Fast Index

A fast index is an opportunity to speed up the emben (facen) search tens times as compared to the normal mode of operation. The index has 3 main parameters affecting accuracy and speed:

  • "m (M)": the number of bi-directional links created for every new element during construction. Reasonable range of M is 2–100. Higher values of M work better on datasets with high intrinsic dimensionality and/or high recall, while low values of M work better on datasets with low intrinsic dimensionality and/or low recalls.

  • "search_ef (ef)": the size of the dynamic list for the nearest neighbors (used during the search).

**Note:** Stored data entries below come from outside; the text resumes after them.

use rust_decimal::Decimal;
use serde::{Deserialize, Serialize};
use std::time::Instant;

use crate::bonds::{value_bond, Bond, BondValuation};
use crate::error::LdiError;
use crate::funding::{project_funding, FundingInput, FundingOutput};
use crate::hedging::{hedge_ratio_path, max_drift, size_hedge, HedgeRatioPoint, HedgeResult};
use crate::types::{
    validate_rate_path, with_metadata, CashFlowSchedule, ComputationOutput, Rate,
    RateObservation, DEFAULT_HEDGE_PERCENTAGE,
};
use crate::valuation::schedule::bump_from_bps;
use crate::valuation::sensitivity::{value_schedule, ValuationResult};
use crate::LdiResult;

// ---------------------------------------------------------------------------
// Input types
// ---------------------------------------------------------------------------

/// Full liability-hedging analysis for one plan.
#[derive(Debug, Clone, Serialize, Deserialize)]
pub struct LdiAnalysisInput {
    pub plan_name: String,
    /// Projected liability cash flows.
    pub liabilities: CashFlowSchedule,
    /// Flat discount rate. Falls back to the first rate of `rate_path`.
    #[serde(skip_serializing_if = "Option::is_none")]
    pub discount_rate: Option<Rate>,
    /// Candidate hedging bonds.
    pub bonds: Vec<Bond>,
    /// Observed or scenario rates, one per day from now.
    #[serde(default)]
    pub rate_path: Vec<RateObservation>,
    /// Fraction of liability DV01 to hedge (default 0.5).
    #[serde(skip_serializing_if = "Option::is_none")]
    pub hedge_percentage: Option<Rate>,
    /// Rate bump for DV01 in basis points (default 1).
    #[serde(skip_serializing_if = "Option::is_none")]
    pub bump_bps: Option<Decimal>,
    /// Optional funding-ratio projection.
    #[serde(skip_serializing_if = "Option::is_none")]
    pub funding: Option<FundingInput>,
}

// ---------------------------------------------------------------------------
// Output types
// ---------------------------------------------------------------------------

/// Where the flat discount rate came from.
#[derive(Debug, Clone, Copy, PartialEq, Eq, Serialize, Deserialize)]
#[serde(rename_all = "snake_case")]
pub enum RateSource {
    Input,
    RatePath,
}

/// Valuation and hedge sizing for one candidate bond.
#[derive(Debug, Clone, Serialize, Deserialize)]
pub struct BondHedgeAnalysis {
    pub bond: BondValuation,
    pub hedge: HedgeResult,
    /// Liability modified duration minus bond modified duration
    pub duration_gap: Decimal,
    #[serde(skip_serializing_if = "Vec::is_empty")]
    pub hedge_ratio_path: Vec<HedgeRatioPoint>,
    /// Largest distance of the path hedge ratio from the target
    #[serde(skip_serializing_if = "Option::is_none")]
    pub max_hedge_ratio_drift: Option<Decimal>,
}

#[derive(Debug, Clone, Serialize, Deserialize)]
pub struct LdiAnalysisOutput {
    pub plan_name: String,
    pub discount_rate: Rate,
    pub discount_rate_source: RateSource,
    pub hedge_percentage: Rate,
    pub liabilities: ValuationResult,
    pub bonds: Vec<BondHedgeAnalysis>,
    /// Bond whose modified duration is closest to the liabilities'
    pub closest_duration_match: String,
    /// Bond whose hedge ratio moves least along the rate path
    #[serde(skip_serializing_if = "Option::is_none")]
    pub most_stable_hedge: Option<String>,
    #[serde(skip_serializing_if = "Option::is_none")]
    pub funding: Option<FundingOutput>,
}

// ---------------------------------------------------------------------------
// Core function
// ---------------------------------------------------------------------------

fn resolve_discount_rate(input: &LdiAnalysisInput) -> LdiResult<(Rate, RateSource)> {
    match (input.discount_rate, input.rate_path.first()) {
        (Some(rate), _) => Ok((rate, RateSource::Input)),
        (None, Some(obs)) => Ok((obs.rate, RateSource::RatePath)),
        (None, None) => Err(LdiError::InsufficientData(
            "discount_rate or a non-empty rate_path is required".into(),
        )),
    }
}

/// Value the liabilities, value and size a hedge with every candidate bond,
/// track each hedge along the rate path, and project funding.
pub fn run_ldi_analysis(input: &LdiAnalysisInput) -> LdiResult<ComputationOutput<LdiAnalysisOutput>> {
    let start = Instant::now();
    let mut warnings: Vec<String> = Vec::new();

    // -- Validation ----------------------------------------------------------
    if input.liabilities.is_empty() {
        return Err(LdiError::InsufficientData(
            "Liability schedule has no cash flows".into(),
        ));
    }
    if input.bonds.is_empty() {
        return Err(LdiError::InsufficientData(
            "At least one candidate bond is required".into(),
        ));
    }
    validate_rate_path(&input.rate_path)?;
    let bump = bump_from_bps(input.bump_bps)?;
    let hedge_percentage = input.hedge_percentage.unwrap_or(DEFAULT_HEDGE_PERCENTAGE);
    let (discount_rate, discount_rate_source) = resolve_discount_rate(input)?;

    // -- Liabilities ---------------------------------------------------------
    let liabilities = value_schedule(&input.liabilities, discount_rate, bump)?;
    tracing::debug!(
        plan = %input.plan_name,
        pv = %liabilities.present_value,
        dv01 = %liabilities.dv01,
        modified_duration = %liabilities.modified_duration,
        "valued liabilities"
    );

    // -- Bonds and hedges ----------------------------------------------------
    let mut bonds = Vec::with_capacity(input.bonds.len());
    for bond in &input.bonds {
        let valuation = value_bond(bond, discount_rate, bump)?;
        let hedge = size_hedge(liabilities.dv01, &valuation, hedge_percentage)?;
        let path = hedge_ratio_path(
            &input.liabilities,
            bond,
            hedge.notional,
            &input.rate_path,
            bump,
        )?;
        let drift = max_drift(&path, hedge_percentage);
        let duration_gap = liabilities.modified_duration - valuation.valuation.modified_duration;

        tracing::debug!(
            bond = %bond.name,
            notional = %hedge.notional,
            duration_gap = %duration_gap,
            "sized hedge"
        );

        bonds.push(BondHedgeAnalysis {
            bond: valuation,
            hedge,
            duration_gap,
            hedge_ratio_path: path,
            max_hedge_ratio_drift: drift,
        });
    }

    let closest_duration_match = bonds
        .iter()
        .min_by_key(|b| b.duration_gap.abs())
        .map(|b| b.bond.name.clone())
        .unwrap_or_default();

    let most_stable_hedge = bonds
        .iter()
        .filter_map(|b| b.max_hedge_ratio_drift.map(|d| (d, &b.bond.name)))
        .min_by_key(|(d, _)| *d)
        .map(|(_, name)| name.clone());

    // -- Funding -------------------------------------------------------------
    let funding = match &input.funding {
        Some(f) => {
            let projection = project_funding(f)?;
            warnings.extend(projection.warnings);
            Some(projection.result)
        }
        None => None,
    };

    // -- Warnings ------------------------------------------------------------
    if hedge_percentage > Decimal::ONE {
        warnings.push(format!(
            "Hedge percentage {} exceeds 100%; positions over-hedge liability DV01",
            hedge_percentage
        ));
    }
    if bonds.iter().all(|b| b.duration_gap > Decimal::ZERO) {
        warnings.push(
            "Every candidate bond is shorter than the liabilities; notionals exceed a duration-matched hedge"
                .into(),
        );
    }
    if input.rate_path.is_empty() {
        warnings.push("No rate path supplied; hedge ratio drift not assessed".into());
    }

    tracing::info!(
        plan = %input.plan_name,
        bonds = bonds.len(),
        closest = %closest_duration_match,
        "LDI analysis complete"
    );

    let output = LdiAnalysisOutput {
        plan_name: input.plan_name.clone(),
        discount_rate,
        discount_rate_source,
        hedge_percentage,
        liabilities,
        bonds,
        closest_duration_match,
        most_stable_hedge,
        funding,
    };

    let elapsed = start.elapsed().as_micros() as u64;
    Ok(with_metadata(
        "Liability DV01 hedging with single government bonds (flat curve, central difference)",
        &serde_json::json!({
            "discount_rate": discount_rate.to_string(),
            "discount_rate_source": discount_rate_source,
            "bump": bump.to_string(),
            "hedge_percentage": hedge_percentage.to_string(),
            "term_structure": "flat",
        }),
        warnings,
        elapsed,
        output,
    ))
}

// ---------------------------------------------------------------------------
// Tests
// ---------------------------------------------------------------------------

  • "ef (ef_construction)": the parameter has the same meaning as search_ef, but controls the index_time/index_accuracy. Bigger value of "ef" leads to longer construction, but better index quality.

The values in brackets are values in the fast index library documentation. See ALGO_PARAMS.md for more information.

Live Index

The Live index is a gallery working mode, where new objects are immediately turned into the index, which is periodically saved to a disk, and the search always uses the index. It’s possible when there aren’t any other search filters than emben(facen).

Create gallery with live index parameters:

POST /v2/galleries/add/:name

{
    "live_idx": {
        "enabled": true,
        "snapshot_path": "/tmp/idx.bin",
        "snapshot_interval_seconds": 10000,
        "snapshot_changes_count": 99,
        "initial_size": 100,
        "m": 4,
        "ef": 100,
        "search_ef": 100
    }
}
  • "enabled": enables live index, boolean.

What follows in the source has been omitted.